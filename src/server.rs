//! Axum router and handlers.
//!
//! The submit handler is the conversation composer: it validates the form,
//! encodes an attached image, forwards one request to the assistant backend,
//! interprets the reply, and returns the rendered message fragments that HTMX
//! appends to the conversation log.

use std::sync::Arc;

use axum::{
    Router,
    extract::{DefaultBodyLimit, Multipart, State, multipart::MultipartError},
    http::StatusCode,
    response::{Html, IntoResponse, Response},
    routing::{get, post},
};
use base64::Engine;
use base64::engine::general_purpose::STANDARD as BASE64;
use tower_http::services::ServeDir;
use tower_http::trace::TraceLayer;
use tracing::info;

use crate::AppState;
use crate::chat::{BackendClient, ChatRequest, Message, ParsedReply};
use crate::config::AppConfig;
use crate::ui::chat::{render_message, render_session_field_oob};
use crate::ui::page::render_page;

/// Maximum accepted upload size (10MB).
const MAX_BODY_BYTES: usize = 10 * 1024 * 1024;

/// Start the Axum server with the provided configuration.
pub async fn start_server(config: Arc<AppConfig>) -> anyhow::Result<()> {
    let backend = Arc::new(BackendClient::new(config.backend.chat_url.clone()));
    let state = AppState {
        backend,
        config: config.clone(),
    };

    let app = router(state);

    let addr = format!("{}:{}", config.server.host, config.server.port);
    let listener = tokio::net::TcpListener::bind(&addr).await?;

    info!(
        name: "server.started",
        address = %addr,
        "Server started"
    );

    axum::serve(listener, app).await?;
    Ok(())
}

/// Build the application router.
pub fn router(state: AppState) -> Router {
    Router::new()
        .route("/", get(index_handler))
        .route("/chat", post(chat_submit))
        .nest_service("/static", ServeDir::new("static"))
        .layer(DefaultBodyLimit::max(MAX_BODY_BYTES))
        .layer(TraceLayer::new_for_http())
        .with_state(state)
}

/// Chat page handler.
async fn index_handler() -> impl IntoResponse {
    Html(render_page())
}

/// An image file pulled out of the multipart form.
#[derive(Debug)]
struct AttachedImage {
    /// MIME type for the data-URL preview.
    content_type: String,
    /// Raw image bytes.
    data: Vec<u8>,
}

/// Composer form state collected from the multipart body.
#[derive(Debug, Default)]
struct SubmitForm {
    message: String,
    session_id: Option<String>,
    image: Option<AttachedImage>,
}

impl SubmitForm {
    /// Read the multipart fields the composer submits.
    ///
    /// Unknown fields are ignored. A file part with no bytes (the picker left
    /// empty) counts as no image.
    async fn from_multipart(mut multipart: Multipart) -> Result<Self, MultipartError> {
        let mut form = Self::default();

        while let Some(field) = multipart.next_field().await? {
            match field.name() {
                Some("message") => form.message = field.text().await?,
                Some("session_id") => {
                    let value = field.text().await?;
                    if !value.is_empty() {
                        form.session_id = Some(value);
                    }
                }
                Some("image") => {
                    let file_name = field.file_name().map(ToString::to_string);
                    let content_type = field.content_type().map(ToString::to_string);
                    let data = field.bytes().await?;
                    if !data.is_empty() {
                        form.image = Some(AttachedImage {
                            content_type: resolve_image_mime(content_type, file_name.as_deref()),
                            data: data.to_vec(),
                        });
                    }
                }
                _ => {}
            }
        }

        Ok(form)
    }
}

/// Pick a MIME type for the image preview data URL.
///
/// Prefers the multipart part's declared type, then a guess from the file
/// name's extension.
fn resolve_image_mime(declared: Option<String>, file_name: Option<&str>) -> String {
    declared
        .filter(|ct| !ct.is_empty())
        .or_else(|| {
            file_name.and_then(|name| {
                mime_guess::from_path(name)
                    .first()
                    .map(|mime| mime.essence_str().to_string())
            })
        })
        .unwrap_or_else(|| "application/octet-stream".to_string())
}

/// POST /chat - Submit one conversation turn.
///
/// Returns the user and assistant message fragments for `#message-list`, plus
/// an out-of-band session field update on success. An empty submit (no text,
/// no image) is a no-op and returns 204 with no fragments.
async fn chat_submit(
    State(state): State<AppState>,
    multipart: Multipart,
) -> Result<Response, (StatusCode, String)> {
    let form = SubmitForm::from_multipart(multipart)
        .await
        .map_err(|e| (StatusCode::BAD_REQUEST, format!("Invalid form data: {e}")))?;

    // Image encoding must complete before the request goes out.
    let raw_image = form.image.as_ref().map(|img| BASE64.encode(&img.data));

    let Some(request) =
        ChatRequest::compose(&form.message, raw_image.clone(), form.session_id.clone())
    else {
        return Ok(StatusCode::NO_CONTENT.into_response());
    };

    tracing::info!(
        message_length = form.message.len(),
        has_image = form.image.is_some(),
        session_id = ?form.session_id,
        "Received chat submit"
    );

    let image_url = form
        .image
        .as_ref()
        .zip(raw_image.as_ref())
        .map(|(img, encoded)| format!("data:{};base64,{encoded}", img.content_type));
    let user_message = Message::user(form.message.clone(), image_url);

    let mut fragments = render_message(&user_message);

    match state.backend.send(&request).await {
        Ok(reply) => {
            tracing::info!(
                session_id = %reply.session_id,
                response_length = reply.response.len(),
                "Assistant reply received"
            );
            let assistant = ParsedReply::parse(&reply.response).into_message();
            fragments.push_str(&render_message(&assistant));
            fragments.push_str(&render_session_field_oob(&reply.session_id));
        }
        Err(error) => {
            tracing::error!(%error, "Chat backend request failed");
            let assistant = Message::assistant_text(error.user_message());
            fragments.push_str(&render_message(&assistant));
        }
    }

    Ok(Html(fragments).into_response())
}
________________________
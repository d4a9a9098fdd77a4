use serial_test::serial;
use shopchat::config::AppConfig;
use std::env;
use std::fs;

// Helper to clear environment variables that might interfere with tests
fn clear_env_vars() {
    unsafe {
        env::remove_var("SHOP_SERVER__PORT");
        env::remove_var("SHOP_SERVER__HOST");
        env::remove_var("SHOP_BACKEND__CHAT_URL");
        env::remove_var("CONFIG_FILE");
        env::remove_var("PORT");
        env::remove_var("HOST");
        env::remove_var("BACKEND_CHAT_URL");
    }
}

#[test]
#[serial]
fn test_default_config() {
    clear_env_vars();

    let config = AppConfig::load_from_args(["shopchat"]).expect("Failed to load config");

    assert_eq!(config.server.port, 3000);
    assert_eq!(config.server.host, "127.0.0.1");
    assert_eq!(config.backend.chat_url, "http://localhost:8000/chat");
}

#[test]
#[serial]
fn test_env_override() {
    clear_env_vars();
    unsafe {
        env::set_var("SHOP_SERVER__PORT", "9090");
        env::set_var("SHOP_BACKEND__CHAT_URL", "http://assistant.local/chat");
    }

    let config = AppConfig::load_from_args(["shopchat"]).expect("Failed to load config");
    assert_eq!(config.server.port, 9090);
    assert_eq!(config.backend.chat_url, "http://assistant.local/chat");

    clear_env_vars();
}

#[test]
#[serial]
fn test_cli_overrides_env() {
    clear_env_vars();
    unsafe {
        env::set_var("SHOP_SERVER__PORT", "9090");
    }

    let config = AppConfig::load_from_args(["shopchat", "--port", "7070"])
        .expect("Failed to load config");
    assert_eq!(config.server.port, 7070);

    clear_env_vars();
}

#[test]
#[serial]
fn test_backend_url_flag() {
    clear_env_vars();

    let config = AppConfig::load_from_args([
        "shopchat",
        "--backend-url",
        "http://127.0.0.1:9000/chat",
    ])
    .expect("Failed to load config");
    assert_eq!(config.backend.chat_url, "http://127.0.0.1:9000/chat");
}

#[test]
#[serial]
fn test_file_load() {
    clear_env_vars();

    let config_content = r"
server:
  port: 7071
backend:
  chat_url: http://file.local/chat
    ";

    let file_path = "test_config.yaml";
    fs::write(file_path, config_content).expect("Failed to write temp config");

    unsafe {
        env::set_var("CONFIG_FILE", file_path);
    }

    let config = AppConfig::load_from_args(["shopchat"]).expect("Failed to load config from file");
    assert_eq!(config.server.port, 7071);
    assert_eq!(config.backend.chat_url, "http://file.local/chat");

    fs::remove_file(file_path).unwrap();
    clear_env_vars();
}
________________________
▸ DIRECTIONS: Write only the number of lines in the entries where the string "tracing" occurs.

▸ WRITTEN ANSWER: 4